Dad nodded. ‘Better come in, love.’ As I went past, he squeezed my shoulder. ‘Up in your room.’
I climbed the stairs to the chitter-chatter of Mum’s voice. I stopped outside the door. Reached out one finger, pushed. The door creaked open.
‘Mum?’
She was pacing the carpet. Two strides and she pulled a duvet straight, two more and she tucked a stray bra strap away into a drawer. Her face was puffy from crying, her nose red and swollen, though she smiled when she saw me.

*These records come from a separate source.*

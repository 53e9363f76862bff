//! Batch scoring and fleet statistics

use super::trend::build_trends;
use super::InsightsConfig;
use crate::error::Result;
use crate::models::{InsightsSummary, PredictionResult, RiskDistribution, ShipmentInput};
use crate::predictor::{
    score_shipment, FeatureVectorizer, ModelRegistry, RiskLevel, RiskScorer,
    HIGH_PROBABILITY_THRESHOLD,
};
use tracing::{debug, warn};

/// Anomaly probability above which a shipment counts as an anomaly
pub const ANOMALY_COUNT_THRESHOLD: f64 = 0.5;

/// Runs a batch through vectorizer, registry and scorer
#[derive(Debug, Clone, Default)]
pub struct InsightsAggregator {
    config: InsightsConfig,
    scorer: RiskScorer,
}

impl InsightsAggregator {
    pub fn new(config: InsightsConfig, scorer: RiskScorer) -> Self {
        Self { config, scorer }
    }

    pub fn config(&self) -> &InsightsConfig {
        &self.config
    }

    /// Score every shipment in input order and summarize
    ///
    /// Any per-shipment failure fails the whole call; no partial summary is
    /// returned.
    pub fn aggregate(
        &self,
        inputs: &[ShipmentInput],
        vectorizer: &FeatureVectorizer,
        registry: &dyn ModelRegistry,
    ) -> Result<InsightsSummary> {
        if inputs.is_empty() {
            return Ok(InsightsSummary::default());
        }

        let mut stats = BatchStats::default();
        let preview_limit = self.config.effective_preview_limit();
        let mut predictions = Vec::with_capacity(inputs.len().min(preview_limit));

        for (index, input) in inputs.iter().enumerate() {
            let result = match score_shipment(input, vectorizer, registry, &self.scorer) {
                Ok(result) => result,
                Err(e) => {
                    warn!(
                        index,
                        shipment_id = %input.id_or_unknown(),
                        kind = e.kind(),
                        error = %e,
                        "Batch aborted on shipment"
                    );
                    return Err(e);
                }
            };

            stats.record(&result);
            debug!(
                index,
                shipment_id = %result.shipment_id,
                risk_score = result.risk_score,
                "Scored shipment"
            );

            if predictions.len() < preview_limit {
                predictions.push(result);
            }
        }

        Ok(stats.into_summary(predictions, &self.config))
    }
}

#[derive(Debug, Default)]
struct BatchStats {
    total: usize,
    delayed: usize,
    delay_hours: f64,
    high_risk: usize,
    anomalies: usize,
    distribution: RiskDistribution,
}

impl BatchStats {
    fn record(&mut self, result: &PredictionResult) {
        self.total += 1;
        if result.is_delayed {
            self.delayed += 1;
            self.delay_hours += result.estimated_delay_hours;
        }
        if result.delay_probability > HIGH_PROBABILITY_THRESHOLD
            || result.anomaly_probability > HIGH_PROBABILITY_THRESHOLD
        {
            self.high_risk += 1;
        }
        if result.anomaly_probability > ANOMALY_COUNT_THRESHOLD {
            self.anomalies += 1;
        }
        self.distribution
            .record(RiskLevel::from_score(result.risk_score));
    }

    fn into_summary(
        self,
        predictions: Vec<PredictionResult>,
        config: &InsightsConfig,
    ) -> InsightsSummary {
        let delay_percentage = if self.total > 0 {
            self.delayed as f64 / self.total as f64 * 100.0
        } else {
            0.0
        };
        let average_delay_hours = if self.delayed > 0 {
            self.delay_hours / self.delayed as f64
        } else {
            0.0
        };

        InsightsSummary {
            total_shipments: self.total,
            delayed_shipments: self.delayed,
            delay_percentage: round2(delay_percentage),
            average_delay_hours: round2(average_delay_hours),
            high_risk_shipments: self.high_risk,
            anomalies_detected: self.anomalies,
            risk_distribution: self.distribution,
            trends: build_trends(
                &config.trend_baseline,
                self.delayed,
                self.total - self.delayed,
            ),
            predictions,
        }
    }
}

fn round2(value: f64) -> f64 {
    (value * 100.0).round() / 100.0
}

#[cfg(test)]
mod tests {
    use super::*;
    use crate::error::InsightsError;
    use crate::models::TrendPoint;
    use crate::predictor::testing::{fixed_vectorizer, shipment, ScriptedRegistry};

    fn aggregator() -> InsightsAggregator {
        InsightsAggregator::default()
    }

    fn mixed_registry() -> ScriptedRegistry {
        ScriptedRegistry::new()
            .on(100.0, (true, 0.8), 10.0, (false, 0.2))
            .on(200.0, (true, 0.9), 5.0, (true, 0.9))
            .on(300.0, (false, 0.1), 0.0, (false, 0.6))
    }

    #[test]
    fn test_empty_batch_is_zeroed() {
        let summary = aggregator()
            .aggregate(&[], &fixed_vectorizer(), &mixed_registry())
            .unwrap();

        assert_eq!(summary, InsightsSummary::default());
        assert!(summary.trends.is_empty());
        assert!(summary.predictions.is_empty());
        assert_eq!(summary.risk_distribution.total(), 0);
    }

    #[test]
    fn test_mixed_batch_statistics() {
        let inputs = vec![shipment(100.0), shipment(200.0), shipment(300.0)];
        let summary = aggregator()
            .aggregate(&inputs, &fixed_vectorizer(), &mixed_registry())
            .unwrap();

        assert_eq!(summary.total_shipments, 3);
        assert_eq!(summary.delayed_shipments, 2);
        assert_eq!(summary.delay_percentage, 66.67);
        assert_eq!(summary.average_delay_hours, 7.5);
        assert_eq!(summary.high_risk_shipments, 2);
        assert_eq!(summary.anomalies_detected, 2);
        assert_eq!(
            summary.risk_distribution,
            RiskDistribution {
                low: 1,
                medium: 1,
                high: 1
            }
        );
        assert_eq!(summary.trends.len(), 4);
        assert_eq!(summary.trends[3], TrendPoint::new("Week 4", 2, 1));
    }

    #[test]
    fn test_anomaly_count_and_label_are_independent() {
        // 0.6 counts toward anomalies_detected while the classifier label
        // in the preview stays false.
        let summary = aggregator()
            .aggregate(&[shipment(300.0)], &fixed_vectorizer(), &mixed_registry())
            .unwrap();
        assert_eq!(summary.anomalies_detected, 1);
        assert!(!summary.predictions[0].has_anomaly);
        assert_eq!(summary.high_risk_shipments, 0);
    }

    #[test]
    fn test_no_delays_gives_zero_rates() {
        let registry = ScriptedRegistry::new()
            .on(1.0, (false, 0.2), 0.0, (false, 0.1))
            .on(2.0, (false, 0.3), 0.0, (false, 0.1));
        let summary = aggregator()
            .aggregate(&[shipment(1.0), shipment(2.0)], &fixed_vectorizer(), &registry)
            .unwrap();

        assert_eq!(summary.delayed_shipments, 0);
        assert_eq!(summary.delay_percentage, 0.0);
        assert_eq!(summary.average_delay_hours, 0.0);
        assert_eq!(registry.regress_calls(), 0);
    }

    #[test]
    fn test_preview_capped_in_input_order() {
        let mut registry = ScriptedRegistry::new();
        let mut inputs = Vec::new();
        for i in 1..=12 {
            // Later shipments are riskier, so order must not follow risk.
            let p = i as f64 / 13.0;
            registry = registry.on(i as f32, (p > 0.5, p), 1.0, (false, 0.0));
            inputs.push(shipment(i as f64));
        }

        let summary = aggregator()
            .aggregate(&inputs, &fixed_vectorizer(), &registry)
            .unwrap();

        assert_eq!(summary.total_shipments, 12);
        assert_eq!(summary.predictions.len(), 10);
        let ids: Vec<&str> = summary
            .predictions
            .iter()
            .map(|p| p.shipment_id.as_str())
            .collect();
        assert_eq!(
            ids,
            vec!["SH1", "SH2", "SH3", "SH4", "SH5", "SH6", "SH7", "SH8", "SH9", "SH10"]
        );
    }

    #[test]
    fn test_missing_id_reported_as_unknown() {
        let registry = ScriptedRegistry::new().on(500.0, (false, 0.2), 0.0, (false, 0.1));
        let summary = aggregator()
            .aggregate(&[ShipmentInput::default()], &fixed_vectorizer(), &registry)
            .unwrap();
        assert_eq!(summary.predictions[0].shipment_id, "unknown");
    }

    #[test]
    fn test_mid_batch_failure_fails_whole_call() {
        let registry = mixed_registry().failing_on(200.0);
        let inputs = vec![shipment(100.0), shipment(200.0), shipment(300.0)];

        let err = aggregator()
            .aggregate(&inputs, &fixed_vectorizer(), &registry)
            .unwrap_err();
        assert!(matches!(err, InsightsError::Inference { .. }));
    }

    #[test]
    fn test_custom_config() {
        let aggregator = InsightsAggregator::new(
            InsightsConfig {
                preview_limit: 1,
                trend_baseline: Vec::new(),
            },
            RiskScorer::new(),
        );
        let inputs = vec![shipment(100.0), shipment(300.0)];
        let summary = aggregator
            .aggregate(&inputs, &fixed_vectorizer(), &mixed_registry())
            .unwrap();

        assert_eq!(summary.predictions.len(), 1);
        assert_eq!(summary.trends, vec![TrendPoint::new("Week 1", 1, 1)]);
        assert_eq!(summary.delay_percentage, 50.0);
    }

    #[test]
    fn test_oversized_preview_limit_still_capped_at_ten() {
        let aggregator = InsightsAggregator::new(
            InsightsConfig {
                preview_limit: 25,
                ..Default::default()
            },
            RiskScorer::new(),
        );
        let mut registry = ScriptedRegistry::new();
        let mut inputs = Vec::new();
        for i in 1..=20 {
            registry = registry.on(i as f32, (false, 0.2), 0.0, (false, 0.1));
            inputs.push(shipment(i as f64));
        }

        let summary = aggregator
            .aggregate(&inputs, &fixed_vectorizer(), &registry)
            .unwrap();

        assert_eq!(summary.total_shipments, 20);
        assert_eq!(summary.predictions.len(), 10);
        assert_eq!(summary.predictions[9].shipment_id, "SH10");
    }

    #[test]
    fn test_percentage_rounded() {
        let registry = ScriptedRegistry::new()
            .on(1.0, (true, 0.6), 1.0 / 3.0, (false, 0.1))
            .on(2.0, (false, 0.2), 0.0, (false, 0.1))
            .on(3.0, (false, 0.2), 0.0, (false, 0.1));
        let inputs = vec![shipment(1.0), shipment(2.0), shipment(3.0)];
        let summary = aggregator()
            .aggregate(&inputs, &fixed_vectorizer(), &registry)
            .unwrap();
        assert_eq!(summary.delay_percentage, 33.33);
        assert_eq!(summary.average_delay_hours, 0.33);
    }
}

‘I was just tidying up, love. For Angie coming home.’
I looked at the lilac woodchip walls, the drawers with the pony stickers to show which were Angie’s, all her things that had been waiting. For six months, I’d filled the room with Radio One, playing endless tapes and singles and LPs, pretending not to hear the quiet, or notice the way her smell was fading.
‘She’s not coming home, Mum.’
‘You wish,’ said a voice behind me.
I turned to see my sister in our spot under the window, knees pulled up to her chest, the hem of her knitted dress stretched covering pale, bruised shins.
‘I brought your mirror back.’ She nodded to where it hung lopsided, a sliver of bright lilac paint showing along one edge.
‘I’ll make some tea,’ said Mum. A few seconds and her slippers were scuffing down the stairs.
‘She’s been like that since I got back,’ said Angie. ‘Got a fag?’
I pulled a disposable lighter and a pack of B & H from my coat pocket. ‘You missed my sixteenth,’ I said. The flame shook, but I managed to spark two cigarettes and hand one to her.
‘Yeah. Sorry.’ She nodded to the blank wall above my bed. ‘Where’s John Taylor?’
I shrugged. ‘He buggered off just after you did.’
I opened the window a crack and we knelt side by side, our elbows resting on the sill as twin smoke rings sailed over the rooftops.